Je suppose qu’il s’aperçut
que je ne pouvais m’empêcher de sourire de la stupidité
de sa réponse, et il reprit de son air naïf en souriant
aussi :
« Cela ne veut pas dire,
bien entendu, que ma Sophie... C’est un joli nom, n’est-ce
pas, Copperfield ?
– Très joli,
dis-je.
– Cela ne veut pas dire
que ma Sophie ne soit pas charmante aussi à mes yeux, et
qu’elle ne fît pas à tout le monde l’effet
d’être une des meilleures filles qu’on puisse
voir ; mais quand je dis que l’aînée est une
beauté, je veux dire qu’elle est vraiment... Il fit le
geste d’amasser des nuages autour de lui de ses deux mains...,
magnifique, je vous assure, dit Traddles avec énergie.
– Vraiment ?
– Oh ! je vous
assure, dit Traddles, tout à fait hors ligne. Et, voyez-vous,
comme elle est faite pour briller dans le monde et pour s’y
faire admirer, quoiqu’elle n’en ait guère
l’occasion à cause de leur peu de fortune, elle est
quelquefois un peu irritable, un peu exigeante. Heureusement que
Sophie la met de bonne humeur !
– Sophie est-elle la plus
jeune ? demandai-je.
– Oh ! non certes,
dit Traddles en se caressant le menton. Les deux plus jeunes ont neuf
et dix ans. Sophie les élève.
– Est-elle la cadette, par
hasard ? me hasardai-je à demander.
– Non, dit Traddles, Sarah
est la seconde ; Sarah a quelque chose à l’épine
dorsale ; pauvre fille ! les médecins disent que
cela se passera, mais, en attendant, il faut qu’elle reste
étendue pendant un an sur le dos. Sophie la soigne, Sophie est
la quatrième.
– La mère vit-elle
encore ? demandai-je.
– Oh ! oui, dit
Traddles, elle est de ce monde.
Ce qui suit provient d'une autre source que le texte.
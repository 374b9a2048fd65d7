use serde::Serialize;

use business::domain::product::model::Product;
use business::domain::product::use_cases::resolve::{ProductResolution, ResolutionSource};
use business::domain::product::value_objects::Barcode;

/// Product record as shown to the user. Absent attributes are omitted from
/// the JSON body, matching the lookup API's formatted records.
#[derive(Debug, Serialize)]
pub struct ProductView {
    pub barcode: Barcode,
    #[serde(skip_serializing_if = "Option::is_none")]
    pub title: Option<String>,
    #[serde(skip_serializing_if = "Option::is_none")]
    pub category: Option<String>,
    #[serde(skip_serializing_if = "Option::is_none")]
    pub manufacturer: Option<String>,
    #[serde(skip_serializing_if = "Option::is_none")]
    pub brand: Option<String>,
    #[serde(skip_serializing_if = "Option::is_none")]
    pub image: Option<String>,
    #[serde(skip_serializing_if = "Option::is_none")]
    pub mpn: Option<String>,
    #[serde(skip_serializing_if = "Option::is_none")]
    pub model: Option<String>,
    #[serde(skip_serializing_if = "Option::is_none")]
    pub asin: Option<String>,
    #[serde(skip_serializing_if = "Option::is_none")]
    pub ingredients: Option<String>,
    #[serde(skip_serializing_if = "Option::is_none")]
    pub nutrition_facts: Option<String>,
    #[serde(skip_serializing_if = "Option::is_none")]
    pub description: Option<String>,
}

impl From<&Product> for ProductView {
    fn from(product: &Product) -> Self {
        Self {
            barcode: product.barcode.clone(),
            title: product.title.clone(),
            category: product.category.clone(),
            manufacturer: product.manufacturer.clone(),
            brand: product.brand.clone(),
            image: product.image.clone(),
            mpn: product.mpn.clone(),
            model: product.model.clone(),
            asin: product.asin.clone(),
            ingredients: product.ingredients.clone(),
            nutrition_facts: product.nutrition_facts.clone(),
            description: product.description.clone(),
        }
    }
}

/// Pretty-printed record for the terminal.
pub fn render(product: &Product) -> String {
    serde_json::to_string_pretty(&ProductView::from(product)).unwrap_or_else(|_| "{}".to_string())
}

/// One-line provenance note plus the rendered record.
pub fn render_resolution(resolution: &ProductResolution) -> String {
    let heading = match resolution.source {
        ResolutionSource::Catalog => "Product found in catalog",
        ResolutionSource::RemoteLookup => "Product fetched from remote lookup and saved",
    };
    format!("{}\n{}", heading, render(&resolution.product))
}
use anyhow::{Context, Result};

use business::domain::product::model::CatalogRow;
use business::domain::product::use_cases::export::ExportCatalogParams;
use business::domain::product::value_objects::ExportFilter;

use crate::setup::dependency_injection::DependencyContainer;

/// Writes the flattened catalog as a CSV file. An empty catalog warns the
/// user and writes nothing.
pub async fn run(
    container: &DependencyContainer,
    output: &str,
    complete_only: bool,
) -> Result<()> {
    let filter = if complete_only {
        ExportFilter::CompleteOnly
    } else {
        ExportFilter::All
    };

    let rows = container
        .export_use_case
        .execute(ExportCatalogParams { filter })
        .await?;

    if rows.is_empty() {
        println!("No products found in the catalog; nothing exported.");
        return Ok(());
    }

    write_rows(output, &rows)?;
    println!("Saved {} products to {}", rows.len(), output);

    Ok(())
}

fn write_rows(path: &str, rows: &[CatalogRow]) -> Result<()> {
    let mut writer = csv::Writer::from_path(path)
        .with_context(|| format!("cannot create export file {}", path))?;

    for row in rows {
        writer.serialize(row)?;
    }
    writer.flush()?;

    Ok(())
}

#[cfg(test)]
mod tests {
    use std::sync::Arc;

    use super::*;
    use async_trait::async_trait;
    use business::domain::product::errors::ProductError;
    use business::domain::product::model::Product;
    use business::domain::product::use_cases::create::{CreateProductParams, CreateProductUseCase};
    use business::domain::product::use_cases::export::ExportCatalogUseCase;
    use business::domain::product::use_cases::resolve::{
        ProductResolution, ResolveProductParams, ResolveProductUseCase,
    };

    struct EmptyCatalog;

    #[async_trait]
    impl ExportCatalogUseCase for EmptyCatalog {
        async fn execute(
            &self,
            _params: ExportCatalogParams,
        ) -> Result<Vec<CatalogRow>, ProductError> {
            Ok(Vec::new())
        }
    }

    struct UnusedResolve;

    #[async_trait]
    impl ResolveProductUseCase for UnusedResolve {
        async fn execute(
            &self,
            _params: ResolveProductParams,
        ) -> Result<ProductResolution, ProductError> {
            unreachable!("export never resolves")
        }
    }

    struct UnusedCreate;

    #[async_trait]
    impl CreateProductUseCase for UnusedCreate {
        async fn execute(&self, _params: CreateProductParams) -> Result<Product, ProductError> {
            unreachable!("export never registers products")
        }
    }

    fn row(title: &str, image: &str) -> CatalogRow {
        CatalogRow {
            title: title.to_string(),
            category: "Tools".to_string(),
            manufacturer: "Acme Corp".to_string(),
            brand: "Acme".to_string(),
            image: image.to_string(),
        }
    }

    #[test]
    fn should_write_header_and_one_line_per_row() {
        let dir = tempfile::tempdir().unwrap();
        let path = dir.path().join("catalog.csv");
        let rows = vec![
            row("Widget", ""),
            row("Gadget", "https://images.example/gadget.jpg"),
        ];

        write_rows(path.to_str().unwrap(), &rows).unwrap();

        let contents = std::fs::read_to_string(&path).unwrap();
        let mut lines = contents.lines();
        assert_eq!(
            lines.next().unwrap(),
            "Title,Category,Manufacturer,Brand,Image"
        );
        assert_eq!(lines.next().unwrap(), "Widget,Tools,Acme Corp,Acme,");
        assert_eq!(
            lines.next().unwrap(),
            "Gadget,Tools,Acme Corp,Acme,https://images.example/gadget.jpg"
        );
        assert!(lines.next().is_none());
    }

    #[test]
    fn should_fail_when_export_path_is_not_writable() {
        let result = write_rows("/nonexistent-dir/catalog.csv", &[row("Widget", "")]);

        assert!(result.is_err());
    }

    #[tokio::test]
    async fn should_not_create_file_when_catalog_is_empty() {
        let dir = tempfile::tempdir().unwrap();
        let path = dir.path().join("catalog.csv");
        let container = DependencyContainer {
            resolve_use_case: Arc::new(UnusedResolve),
            create_use_case: Arc::new(UnusedCreate),
            export_use_case: Arc::new(EmptyCatalog),
        };

        let result = run(&container, path.to_str().unwrap(), false).await;

        assert!(result.is_ok());
        assert!(!path.exists());
    }
}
C’est vraiment une femme
supérieure, mais l’humidité du pays ne lui
convient pas, et... le fait est qu’elle a perdu l’usage
de ses membres.
– Quel malheur !
– C’est bien triste,
n’est-ce pas ? repartit Traddles. Mais au point de vue des
affaires du ménage, c’est moins incommode qu’on ne
pourrait croire, parce que Sophie prend sa place.